Знакома была с Витей Кривулиным, ходила к нему в гости несколько раз – вот где совсем не было быта. Со Славой Лейкиным были общие друзья. На днях рождения Димы Шнеерсона (он основатель Музея истории фотографии) познакомилась с Гандельсманом, Черешней, с покойным Левой Айзенштатом и Мишей Светловым. Это начало студенческих лет. Тогда многие хотели быть переводчиками, чтобы печататься, но это не я. С Володей Хананом была ближе в последние три года в России, сейчас он живет в Израиле. Ханан приятельствовал с Леной Игнатовой, знал ее стихи наизусть, они мне нравились. Я приходила к ней в гости в Израиле в 94-м. Кажется, только перед отъездом решилась сказать Ханану, что что-то себе под нос пишу, не была готова к выходу из скорлупы. У Тамары Валенте бывали выставки и чтения, там слушала Славу Лёна, Витю Ширали и Олега Охапкина. Как-то пришла на секцию к Глебу Семенову на чтение Лены Кумпан, но ее подвергли такому разносу, что я ушла с середины – не могла этого слышать, и не поговорила с Глебом Семеновым. Возможно, была мысль показать ему стихи. С Хананом вместе как-то ездили в Москву на день рождения

Сережи Гандлевского, познакомилась там с Бахытом Кенжеевым. В тот приезд слушала Ольгу Седакову в церкви, где-то на окраине Москвы, недействующей. Но, знаете, это ведь вечеринки-пьянки, а ты не пьешь, стихи километрами не читаешь, внимания к себе не привлекаешь, и самой непонятно, кто ты есть и почему ты здесь, а другим и подавно. Бывала в мастерских художников-нонконформистов. В то время устраивались левые выставки. Приятельствовала с Нелей Клар-Спасовской, она замечательно фотографировала. Юра Петроченков, ее будущий муж, был в центре арт-андерграунда в Питере. С ней ходила в мастерскую к Андрею Генадьеву, ее молочному брату, туда приезжал Веничка Ерофеев читать «Москву – Петушки». Близко дружила с Женей Малкиной в Питере и Таней Киселевой в Москве, обе художницы. Таня – неофициал, очень талантливая, показывала трехмерные инсталляции с чучелами орлов, ее заподозрили в поддержке самодержавия. Бред, конечно. Женя уехала в Израиль, стала религиозной, родила восемь детей, почти всю жизнь жила во Франции, в Страсбурге, и там умерла. Таня очень рано умерла в Москве, еще в 80-е. С Таней Киселевой ездили в Грузию, познакомились с Варази – художником, который сыграл единственную роль как актер кино («Пиросмани») [131] . Он был первым живым концептуалистом в моей жизни, но такого понятия еще не было. Дружила по-соседски с Борисом Гурвичем, учеником Малевича, театральным художником. Он показывал нам свои супрематические картины, прятал их многие годы. На стариков мне очень везло – видимо, я их искала. Вообще мы жили открытым домом, к нам постоянно в любое время дня и ночи кто-то приходил. Это было сначала очень весело, но потом стало ужасно утомлять, учитывая, что я растила сына, училась в университете и уже писала. Мне кажется, в большой степени я уехала именно из-за этого, из-за отсутствия личного пространства, из-за того что моя внутренняя жизнь очень отличалась от внешней роли «хорошей девочки». Семейная динамика тоже способствовала.

131

«Пиросмани» (1969) – художественный фильм Г. Шенгелая о грузинском художнике.
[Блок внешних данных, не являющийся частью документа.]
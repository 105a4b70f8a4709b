//! Point reads/writes, raw appends, scans, and the load generator

use crate::error::{Result, ServerError};
use crate::state::AppState;
use axum::body::Bytes;
use axum::extract::{Query, State};
use axum::http::StatusCode;
use axum::response::{IntoResponse, Response};
use axum::Json;
use beam_db_log::{Offset, Partition};
use serde::{Deserialize, Serialize};
use std::sync::Arc;

/// Where an appended record landed
#[derive(Serialize)]
pub struct PlacementResponse {
    pub partition: Partition,
    pub offset: Offset,
}

#[derive(Deserialize)]
pub struct FetchParams {
    k: String,
    idx: Option<u64>,
}

/// GET /k?k=K[&idx=I]
///
/// Body is the raw value; 404 when the key (or version) is absent.
pub async fn fetch(
    State(state): State<Arc<AppState>>,
    Query(params): Query<FetchParams>,
) -> Result<Response> {
    let found = match params.idx {
        Some(idx) => state.db.fetch_at(params.k.as_bytes(), idx).await?,
        None => state.db.fetch(params.k.as_bytes()).await?,
    };
    match found {
        Some(v) if v.index > 0 => Ok((StatusCode::OK, v.value).into_response()),
        _ => Err(ServerError::not_found(format!(
            "key '{}' doesn't exist",
            params.k
        ))),
    }
}

#[derive(Deserialize)]
pub struct KeyParam {
    k: String,
}

/// POST /k?k=K with the value as the request body
pub async fn write_one(
    State(state): State<Arc<AppState>>,
    Query(params): Query<KeyParam>,
    body: Bytes,
) -> Result<Json<PlacementResponse>> {
    let (partition, offset) = state.db.write_one(params.k.as_bytes(), &body).await?;
    Ok(Json(PlacementResponse { partition, offset }))
}

/// POST /append with a pre-encoded record as the request body
pub async fn append(
    State(state): State<Arc<AppState>>,
    body: Bytes,
) -> Result<Json<PlacementResponse>> {
    let (partition, offset) = state.db.append_raw(body.to_vec()).await?;
    Ok(Json(PlacementResponse { partition, offset }))
}

#[derive(Deserialize)]
pub struct FillParams {
    n: Option<usize>,
}

#[derive(Serialize)]
pub struct FillResponse {
    pub appended: usize,
}

const FILL_DEFAULT: usize = 1000;
const FILL_MAX: usize = 100_000;

/// POST /fill[?n=N]: append N random key/value writes
pub async fn fill(
    State(state): State<Arc<AppState>>,
    Query(params): Query<FillParams>,
) -> Result<Json<FillResponse>> {
    let n = params.n.unwrap_or(FILL_DEFAULT);
    if n > FILL_MAX {
        return Err(ServerError::bad_request(format!(
            "n = {n} exceeds maximum {FILL_MAX}"
        )));
    }
    let placements = state.db.fill(n).await?;
    Ok(Json(FillResponse {
        appended: placements.len(),
    }))
}

#[derive(Deserialize)]
pub struct ScanParams {
    prefix: String,
    limit: Option<usize>,
}

#[derive(Serialize)]
pub struct ScanItem {
    pub key: String,
    pub value: String,
    pub index: u64,
}

const SCAN_DEFAULT_LIMIT: usize = 100;

/// GET /scan?prefix=P[&limit=N]: committed entries under a key prefix
pub async fn scan(
    State(state): State<Arc<AppState>>,
    Query(params): Query<ScanParams>,
) -> Result<Json<Vec<ScanItem>>> {
    let limit = params.limit.unwrap_or(SCAN_DEFAULT_LIMIT);
    let entries = state.db.range_scan(params.prefix.as_bytes(), limit).await?;
    Ok(Json(
        entries
            .into_iter()
            .map(|e| ScanItem {
                key: String::from_utf8_lossy(&e.key).into_owned(),
                value: String::from_utf8_lossy(&e.value).into_owned(),
                index: e.index,
            })
            .collect(),
    ))
}
//! Error types for beam-db-core

use thiserror::Error;

/// Result type alias using our Error
pub type Result<T> = std::result::Result<T, Error>;

/// Core codec error type
#[derive(Error, Debug)]
pub enum Error {
    /// Record or key serialization failure
    #[error("Encode error: {0}")]
    Encode(String),

    /// Record or key deserialization failure
    #[error("Decode error: {0}")]
    Decode(String),

    /// Key bytes whose prefix names no known key family
    #[error("Unknown key type: {0}")]
    UnknownKeyType(String),

    /// Input ended before the declared length
    #[error("Unexpected end of input")]
    UnexpectedEof,
}

impl Error {
    /// Create an encode error
    pub fn encode(msg: impl Into<String>) -> Self {
        Error::Encode(msg.into())
    }

    /// Create a decode error
    pub fn decode(msg: impl Into<String>) -> Self {
        Error::Decode(msg.into())
    }

    /// Create an unknown-key-type error from the offending key bytes
    pub fn unknown_key_type(key: &[u8]) -> Self {
        Error::UnknownKeyType(String::from_utf8_lossy(key).into_owned())
    }
}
А на каком факультете вы учились в университете?

На историческом. Хотела держаться подальше от идеологии, решила заниматься медиевистикой. Кафедрой Средних веков заведовал Матвей Александрович Гуковский, бывший зэк, директор библиотеки Эрмитажа, который о себе говорил: «У меня безупречный вкус, потому что я воспитывался на Женевском озере». Его брат, литературовед-пушкинист Григорий Александрович, погиб в тюрьме в 50-м году, а Матвей выжил. Матвей Александрович (в миру его звали Мотя) на лекции мог сказать, например, такое: «Изучать романскую архитектуру лучше всего в провинциальной Франции». Студенты переглядывались: где? в какой Франции? Профессор спятил? Это конец шестидесятых. Но, когда я оказалась с семейством во Франции в первый раз (моя первая книжка «Каланча» выходила в «Синтаксисе» 85-м году), мы взяли машину и поехали из аэропорта не в Париж, а в провинциальную Францию смотреть романскую архитектуру. И тогда я поняла, что Мотя говорил это нам сознательно, открывал дверь в перспективу возможностей, казавшихся тогда невероятными.

После школы я не училась, пропустила год, потому что пыталась поступить в московские институты – в три института в одно лето, – и все три раза провалилась. Эти действия были предприняты для того, чтобы не жить без прописки в Москве и избежать тенет брака, но «лежать с любимым рядом». Мой тогда будущий муж, Сережа Блюмин, как я уже сказала, учился в Консерватории в Москве. Мы решили поселиться в одном городе, и для этого самое лучшее было бы поступить там в институт. Так что я поступала на театроведческий в Театральный, в Институт культуры уже не помню на какой факультет и в Историко-архивный. В результате мы поженились.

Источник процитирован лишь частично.